Please write out word for word the opening lines of the material, including the line with "const BONES: usize = 64;" as the last.

___ Supplied entries

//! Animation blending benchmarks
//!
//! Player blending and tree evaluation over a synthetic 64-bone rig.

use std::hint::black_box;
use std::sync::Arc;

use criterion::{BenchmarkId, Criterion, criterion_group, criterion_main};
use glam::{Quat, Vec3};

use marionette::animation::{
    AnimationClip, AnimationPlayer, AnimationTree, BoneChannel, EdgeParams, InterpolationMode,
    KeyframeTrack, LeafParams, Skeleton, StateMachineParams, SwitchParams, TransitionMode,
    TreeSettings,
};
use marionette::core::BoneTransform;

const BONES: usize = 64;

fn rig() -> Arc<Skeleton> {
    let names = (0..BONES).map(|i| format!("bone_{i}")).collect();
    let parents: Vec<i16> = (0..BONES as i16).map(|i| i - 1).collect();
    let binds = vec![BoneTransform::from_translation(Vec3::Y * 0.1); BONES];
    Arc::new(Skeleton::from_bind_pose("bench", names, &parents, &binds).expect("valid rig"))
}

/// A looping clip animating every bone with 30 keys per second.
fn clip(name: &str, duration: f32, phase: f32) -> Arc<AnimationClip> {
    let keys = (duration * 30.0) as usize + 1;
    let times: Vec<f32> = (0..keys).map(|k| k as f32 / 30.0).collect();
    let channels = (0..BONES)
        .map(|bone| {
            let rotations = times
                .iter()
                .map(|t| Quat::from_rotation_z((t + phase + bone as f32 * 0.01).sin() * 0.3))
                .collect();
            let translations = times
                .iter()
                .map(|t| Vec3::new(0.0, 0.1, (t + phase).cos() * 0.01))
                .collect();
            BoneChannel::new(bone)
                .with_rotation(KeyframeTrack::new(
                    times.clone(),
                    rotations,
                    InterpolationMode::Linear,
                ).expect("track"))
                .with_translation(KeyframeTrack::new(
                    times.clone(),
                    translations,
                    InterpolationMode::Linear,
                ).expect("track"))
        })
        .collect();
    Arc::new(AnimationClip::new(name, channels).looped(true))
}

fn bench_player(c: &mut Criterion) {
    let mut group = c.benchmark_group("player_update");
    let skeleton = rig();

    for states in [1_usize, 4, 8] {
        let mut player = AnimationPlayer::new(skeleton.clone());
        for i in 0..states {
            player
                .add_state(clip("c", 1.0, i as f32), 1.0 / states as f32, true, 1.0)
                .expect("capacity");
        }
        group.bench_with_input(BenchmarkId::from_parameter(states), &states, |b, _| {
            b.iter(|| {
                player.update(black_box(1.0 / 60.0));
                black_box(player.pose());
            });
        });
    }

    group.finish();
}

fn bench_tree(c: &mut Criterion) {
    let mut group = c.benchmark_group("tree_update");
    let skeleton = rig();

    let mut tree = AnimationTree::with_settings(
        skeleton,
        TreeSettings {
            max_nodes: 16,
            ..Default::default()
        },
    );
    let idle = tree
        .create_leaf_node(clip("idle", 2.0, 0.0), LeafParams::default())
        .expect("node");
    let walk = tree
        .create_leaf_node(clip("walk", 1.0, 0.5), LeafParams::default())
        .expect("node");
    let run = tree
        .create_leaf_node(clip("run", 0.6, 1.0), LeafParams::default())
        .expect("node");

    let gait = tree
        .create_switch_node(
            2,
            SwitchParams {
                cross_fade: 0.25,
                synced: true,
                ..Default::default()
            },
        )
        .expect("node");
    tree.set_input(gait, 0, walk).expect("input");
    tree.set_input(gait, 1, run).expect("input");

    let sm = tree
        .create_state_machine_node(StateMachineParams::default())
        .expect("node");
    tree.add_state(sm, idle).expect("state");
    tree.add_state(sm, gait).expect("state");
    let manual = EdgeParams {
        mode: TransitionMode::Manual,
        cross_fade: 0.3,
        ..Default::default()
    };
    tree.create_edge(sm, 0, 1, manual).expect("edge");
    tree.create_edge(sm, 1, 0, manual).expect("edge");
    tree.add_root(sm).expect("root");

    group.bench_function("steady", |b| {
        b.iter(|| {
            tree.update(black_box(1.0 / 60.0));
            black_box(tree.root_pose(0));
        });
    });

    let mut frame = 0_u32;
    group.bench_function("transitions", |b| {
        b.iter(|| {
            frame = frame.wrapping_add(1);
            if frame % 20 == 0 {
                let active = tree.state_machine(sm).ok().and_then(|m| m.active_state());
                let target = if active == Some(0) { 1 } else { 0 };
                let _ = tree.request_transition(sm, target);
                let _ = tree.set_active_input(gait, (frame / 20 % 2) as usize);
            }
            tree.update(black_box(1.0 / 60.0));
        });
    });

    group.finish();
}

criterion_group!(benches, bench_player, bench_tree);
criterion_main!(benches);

______

**Completed task:**
//! Animation blending benchmarks
//!
//! Player blending and tree evaluation over a synthetic 64-bone rig.

use std::hint::black_box;
use std::sync::Arc;

use criterion::{BenchmarkId, Criterion, criterion_group, criterion_main};
use glam::{Quat, Vec3};

use marionette::animation::{
    AnimationClip, AnimationPlayer, AnimationTree, BoneChannel, EdgeParams, InterpolationMode,
    KeyframeTrack, LeafParams, Skeleton, StateMachineParams, SwitchParams, TransitionMode,
    TreeSettings,
};
use marionette::core::BoneTransform;

const BONES: usize = 64;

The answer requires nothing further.